Logo

Media Life

This Year’s World Series, Which Opens Tonight, Pits a Team From the Largest Market in Baseball Against a Team From the Smallest — Here’s What Matters, From a TV Perspective

Oct 27, 2015  •  Post A Comment

The 2015 World Series has the unusual distinction of featuring a matchup between a team from the largest market in Major League Baseball — the Mets, from No. 1-ranked New York — against a team from the league’s smallest market — the Royals, from Kansas City, ranked No. 30 out of 30 MLB markets, Media Life reports.

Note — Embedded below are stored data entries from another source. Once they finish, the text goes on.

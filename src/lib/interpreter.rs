//! Shared helpers for building the interpreter command.

use std::{
    collections::BTreeMap,
    ffi::{OsStr, OsString},
    path::Path,
    process::Stdio,
};

use tokio::process::Command;

/// Variables to set and remove on a single child process.
#[derive(Debug, Clone, Default, PartialEq, Eq)]
pub struct EnvironmentOverlay {
    pub set: BTreeMap<OsString, OsString>,
    pub remove: Vec<OsString>,
}

impl EnvironmentOverlay {
    pub fn get(&self, key: impl AsRef<OsStr>) -> Option<&OsStr> {
        self.set.get(key.as_ref()).map(OsString::as_os_str)
    }

    pub fn removes(&self, key: impl AsRef<OsStr>) -> bool {
        self.remove.iter().any(|entry| entry == key.as_ref())
    }
}

pub struct InterpreterCommandConfig<'a> {
    pub interpreter: &'a Path,
    pub program: &'a Path,
    pub overlay: &'a EnvironmentOverlay,
}

/// Build the `<interpreter> <program> <args...>` command.
///
/// The child inherits the launcher's stdio and environment; the overlay is
/// applied on top of the inherited environment.
pub fn build_interpreter_command(config: InterpreterCommandConfig<'_>, args: &[OsString]) -> Command {
    let mut command = Command::new(config.interpreter);
    command.kill_on_drop(true);
    command
        .stdin(Stdio::inherit())
        .stdout(Stdio::inherit())
        .stderr(Stdio::inherit());
    for key in &config.overlay.remove {
        command.env_remove(key);
    }
    for (key, value) in &config.overlay.set {
        command.env(key, value);
    }

    command.arg(config.program);
    command.args(args);
    command
}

The report rounds up some of the pertinent numbers associated with this year’s Series, along with last year’s — when the Royals also made it to the Series, only to fall to the San Francisco Giants in seven games.

Here are a few key stats:

  • The price of a 30-second spot in this year’s World Series: $520,000
  • The price of a 30-second spot in this year’s Super Bowl: $4.5 million
  • Average number of viewers for the seven-game Series in 2014: 13.9 million
  • Number of viewers for Game 7 of last year’s World Series: 23.5 million
  • How much Fox made on advertising from last year’s World Series: $257 million
  • How much Fox will pay out from 2012 to 2021 for rights to the MLB playoffs: $8 billion
  • Number of years since the Mets last won the World Series: 28
  • Number of years since the Royals last won the World Series: 29

In case you missed it, there’s also this tidbit: In the seventh inning of Game 6 of the American League Championship Series between the Royals and the Toronto Blue Jays last week, with the Royals leading 3-1, Fox prematurely broadcast a graphic promoting a Royals-Mets World Series. The Blue Jays later tied the game 3-3. However, Kansas City eventually won the game to advance to the Series.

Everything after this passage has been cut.